On Capitol Hill, a Senate Democratic leadership aide said Monday that behind-the-scenes talks have "haven't been tremendously productive."
Negotiations were not at a point "where people are huddled in a conference room with spread sheets" but are instead at the early "dancing stage," the Democratic aide said.
Congressional Republican leadership aides declined to characterize the state of the talks, though one noted the fact that discussions continued could be interpreted as progress.
The CNN/ORC International poll released Monday also showed that a solid majority of respondents -- two thirds -- supports the Democratic stance that any agreement should include a mix of spending cuts and tax increases. Of that total, Republicans favor such an approach by 52%-44%.
Without a deal, tax cuts from 2001 and 2003 -- when George W. Bush was president -- will expire, raising rates for everyone starting in January. In addition, spending cuts would reduce spending on the military, national parks, the Federal Aviation Administration and other government services.
However, the government and Congress still would have time to prevent draconian effects from the fiscal cliff when a new Congress convenes in January.

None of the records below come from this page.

//! hangar-core: Extension runtime for Hangar
//!
//! Layer2 - extension 라이프사이클과 호스트 협력자
//!
//! # 주요 모듈
//!
//! - `plugin`: Extension 로드 / 언로드, 누적 컨텍스트, 레지스트리, 태그 동기화
//! - `command`: Command Dispatcher (명령어 이름 → 핸들러, 관리자 집합, 태그 인덱스)
//! - `handler`: Handler Bus (이벤트 종류별 priority 정렬 핸들러)
//! - `host`: Host Runtime (설정, 메모리, 공유 객체, 웹 리스너)
//!
//! # 사용 예시
//!
//! ```ignore
//! use hangar_core::{ExtensionManager, HostRuntime, PluginCatalog};
//!
//! let host = Arc::new(HostRuntime::new(HostConfig::load()?, Memory::in_memory()));
//! let manager = ExtensionManager::new(host, catalog);
//!
//! // 설정된 플러그인 전부 로드
//! let report = manager.load_configured().await;
//!
//! // 명령어 실행
//! let call = CommandCall::new(manager.host().clone(), "alice", vec![]);
//! manager.dispatcher().run("ping", &call).await?;
//!
//! // 종료
//! manager.unload_all().await;
//! ```

pub mod command;
pub mod handler;
pub mod host;
pub mod plugin;

// Re-exports: Command
pub use command::{command_fn, Command, CommandCall, CommandDispatcher, RegisteredCommand};

// Re-exports: Handler
pub use handler::{handler_fn, EventHandler, HandlerBus, HandlerOwner, PluggableHandler, DEFAULT_PRIORITY};

// Re-exports: Host
pub use host::{HostRuntime, ListenerFuture, SharedObject, SharedStore, TaskGroupListeners, WebListeners};

// Re-exports: Plugin - Manager
pub use plugin::{ExtensionManager, ExtensionSummary, LoadBatchReport, LoadSummary, UnloadAllReport};

// Re-exports: Plugin - Traits
pub use plugin::{Export, Extension, InitConvention, Initializer, ModuleExports};

// Re-exports: Plugin - Context
pub use plugin::{LegacyHandlers, PluginApi, ThreadHandle};

// Re-exports: Plugin - Catalog
pub use plugin::{module_path, PluginCatalog};

// Re-exports: Plugin - Tags / Events
pub use plugin::{LifecycleEvent, LifecycleKind, RegistrationKind, TagSet, TagSpec};

// Layer1 re-exports
pub use hangar_foundation::{Error, EventKind, HostConfig, HostEvent, Memory, Result};

/// Layer2 버전
pub const VERSION: &str = env!("CARGO_PKG_VERSION");
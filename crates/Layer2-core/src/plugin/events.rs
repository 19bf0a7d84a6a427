//! Lifecycle Events - extension load / unload 알림

use chrono::{DateTime, Utc};
use parking_lot::RwLock;
use serde::{Deserialize, Serialize};
use tokio::sync::broadcast;
use tracing::debug;

// ============================================================================
// LifecycleEvent
// ============================================================================

/// 라이프사이클 이벤트 종류
#[derive(Debug, Clone, Copy, PartialEq, Eq, Hash, Serialize, Deserialize)]
#[serde(rename_all = "snake_case")]
pub enum LifecycleKind {
    Loaded,
    LoadFailed,
    Unloaded,
    UnloadFailed,
}

impl std::fmt::Display for LifecycleKind {
    fn fmt(&self, f: &mut std::fmt::Formatter<'_>) -> std::fmt::Result {
        match self {
            Self::Loaded => write!(f, "loaded"),
            Self::LoadFailed => write!(f, "load_failed"),
            Self::Unloaded => write!(f, "unloaded"),
            Self::UnloadFailed => write!(f, "unload_failed"),
        }
    }
}

/// 라이프사이클 이벤트
#[derive(Debug, Clone, Serialize, Deserialize)]
pub struct LifecycleEvent {
    pub kind: LifecycleKind,

    /// extension path
    pub path: String,

    /// 요약 또는 에러 메시지
    pub detail: Option<String>,

    pub timestamp: DateTime<Utc>,
}

impl LifecycleEvent {
    pub fn new(kind: LifecycleKind, path: impl Into<String>, detail: Option<String>) -> Self {
        Self {
            kind,
            path: path.into(),
            detail,
            timestamp: Utc::now(),
        }
    }
}

// ============================================================================
// LifecycleBus
// ============================================================================

/// 라이프사이클 이벤트 발행 (구독자 + 최근 히스토리)
pub struct LifecycleBus {
    sender: broadcast::Sender<LifecycleEvent>,
    history: RwLock<Vec<LifecycleEvent>>,
    history_size: usize,
}

impl LifecycleBus {
    pub fn new() -> Self {
        Self::with_capacity(256, 100)
    }

    pub fn with_capacity(channel_capacity: usize, history_size: usize) -> Self {
        let (sender, _) = broadcast::channel(channel_capacity);
        Self {
            sender,
            history: RwLock::new(Vec::with_capacity(history_size)),
            history_size,
        }
    }

    /// 이벤트 발행 (구독자가 없어도 OK)
    pub fn publish(&self, event: LifecycleEvent) {
        debug!("lifecycle event: {} {}", event.kind, event.path);

        {
            let mut history = self.history.write();
            if history.len() >= self.history_size {
                history.remove(0);
            }
            history.push(event.clone());
        }

        let _ = self.sender.send(event);
    }

    pub fn subscribe(&self) -> broadcast::Receiver<LifecycleEvent> {
        self.sender.subscribe()
    }

    pub fn history(&self) -> Vec<LifecycleEvent> {
        self.history.read().clone()
    }

    pub fn history_for(&self, path: &str) -> Vec<LifecycleEvent> {
        self.history
            .read()
            .iter()
            .filter(|event| event.path == path)
            .cloned()
            .collect()
    }
}

impl Default for LifecycleBus {
    fn default() -> Self {
        Self::new()
    }
}
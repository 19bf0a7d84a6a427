//! Config - 통합 설정 관리
//!
//! - `host.rs` - HostConfig 통합 설정 (플러그인 선택, 태그, 자유 옵션)

mod host;

pub use host::{
    HostConfig, PluginsConfig, TagAutoRegister, TagsConfig, DEFAULT_TAG_PRESETS,
    HOST_CONFIG_FILE,
};
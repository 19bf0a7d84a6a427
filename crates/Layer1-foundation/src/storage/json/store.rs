//! JSON 파일 저장소

use crate::{Error, Result};
use serde::{de::DeserializeOwned, Serialize};
use std::path::{Path, PathBuf};

/// 글로벌 / 프로젝트 설정 디렉토리 이름
pub const HANGAR_DIR: &str = "hangar";

/// JSON 설정 저장소
#[derive(Debug, Clone)]
pub struct JsonStore {
    base_dir: PathBuf,
}

impl JsonStore {
    pub fn new(base_dir: impl Into<PathBuf>) -> Self {
        Self {
            base_dir: base_dir.into(),
        }
    }

    /// 글로벌 설정 (<config_dir>/hangar/)
    pub fn global() -> Result<Self> {
        let dir = dirs::config_dir()
            .ok_or_else(|| Error::Config("Cannot find config directory".to_string()))?
            .join(HANGAR_DIR);
        Ok(Self::new(dir))
    }

    /// 프로젝트 설정 (.hangar/)
    pub fn project(root: impl Into<PathBuf>) -> Self {
        Self::new(root.into().join(format!(".{}", HANGAR_DIR)))
    }

    /// 현재 디렉토리 프로젝트 설정
    pub fn current_project() -> Result<Self> {
        let cwd = std::env::current_dir()
            .map_err(|e| Error::Config(format!("Cannot get current directory: {}", e)))?;
        Ok(Self::project(cwd))
    }

    pub fn base_dir(&self) -> &Path {
        &self.base_dir
    }

    pub fn file_path(&self, filename: &str) -> PathBuf {
        self.base_dir.join(filename)
    }

    fn ensure_dir(&self) -> Result<()> {
        if !self.base_dir.exists() {
            std::fs::create_dir_all(&self.base_dir)
                .map_err(|e| Error::Storage(format!("Failed to create directory: {}", e)))?;
        }
        Ok(())
    }

    /// JSON 로드
    pub fn load<T: DeserializeOwned>(&self, filename: &str) -> Result<T> {
        let path = self.file_path(filename);
        let content = std::fs::read_to_string(&path)
            .map_err(|e| Error::Storage(format!("Failed to read {}: {}", path.display(), e)))?;
        serde_json::from_str(&content)
            .map_err(|e| Error::Config(format!("Failed to parse {}: {}", path.display(), e)))
    }

    /// JSON 로드 (Optional)
    pub fn load_optional<T: DeserializeOwned>(&self, filename: &str) -> Result<Option<T>> {
        if !self.exists(filename) {
            return Ok(None);
        }
        self.load(filename).map(Some)
    }

    /// JSON 저장
    pub fn save<T: Serialize>(&self, filename: &str, data: &T) -> Result<()> {
        self.ensure_dir()?;
        let path = self.file_path(filename);
        let content = serde_json::to_string_pretty(data)?;
        std::fs::write(&path, content)
            .map_err(|e| Error::Storage(format!("Failed to write {}: {}", path.display(), e)))
    }

    /// 파일 존재 여부
    pub fn exists(&self, filename: &str) -> bool {
        self.file_path(filename).exists()
    }
}
//! `plugins.stats` - 가동 시간 / 하트비트

use hangar_core::{command_fn, CommandCall, Extension, ModuleExports, PluginApi, Result};
use std::sync::atomic::{AtomicU64, Ordering};
use std::sync::Arc;
use std::time::{Duration, Instant};
use tracing::debug;

const STARTED_ID: &str = "stats.started";
const TICKS_ID: &str = "stats.ticks";

/// 하트비트 기본 주기 (초), `stats.heartbeatSecs` 로 변경
const DEFAULT_HEARTBEAT_SECS: u64 = 30;

pub struct Stats;

impl Extension for Stats {
    fn execute(&self, api: &PluginApi) -> Result<()> {
        api.register_shared(STARTED_ID, Arc::new(Instant::now()), false)?;
        api.register_shared(TICKS_ID, Arc::new(AtomicU64::new(0)), false)
    }

    fn exports(&self) -> ModuleExports {
        ModuleExports::new().function("uptime", command_fn(uptime))
    }
}

fn uptime(call: &CommandCall) -> Result<Option<String>> {
    let Some(started) = call.host.shared().get::<Instant>(STARTED_ID) else {
        return Ok(None);
    };
    let ticks = call
        .host
        .shared()
        .get::<AtomicU64>(TICKS_ID)
        .map(|t| t.load(Ordering::Relaxed))
        .unwrap_or(0);

    Ok(Some(format!(
        "up {}s, {} heartbeat(s)",
        started.elapsed().as_secs(),
        ticks
    )))
}

/// `plugins.stats.stats_heartbeat`
pub struct Heartbeat;

impl Extension for Heartbeat {
    fn execute(&self, api: &PluginApi) -> Result<()> {
        let secs = api
            .config_option("stats.heartbeatSecs")
            .and_then(|v| v.as_u64())
            .unwrap_or(DEFAULT_HEARTBEAT_SECS)
            .max(1);

        api.start_task(move |host| async move {
            let mut interval = tokio::time::interval(Duration::from_secs(secs));
            loop {
                interval.tick().await;
                let Some(ticks) = host.shared().get::<AtomicU64>(TICKS_ID) else {
                    debug!("stats counter gone, heartbeat stopping");
                    break;
                };
                let n = ticks.fetch_add(1, Ordering::Relaxed) + 1;
                debug!("heartbeat #{}", n);
            }
            Ok(())
        })
    }

    fn exports(&self) -> ModuleExports {
        ModuleExports::new()
    }
}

William Galston, a senior fellow in governance studies at the Brookings Institution, called that a form of brinksmanship best avoided.
"To be sure, no one believes that non-agreement by December 31 would be the end of the story. After a period of finger-pointing, discussions would resume," he wrote last week in a New Republic opinion piece. "But equally, no one knows how the failure to reach agreement before the end of 2012 would affect the dynamics of the negotiations."
In addition, "we can be reasonably sure ... that national and global markets would react adversely and that businesses, which are already retreating from planned investments in new plant and equipment, would become even more uncertain and risk-averse."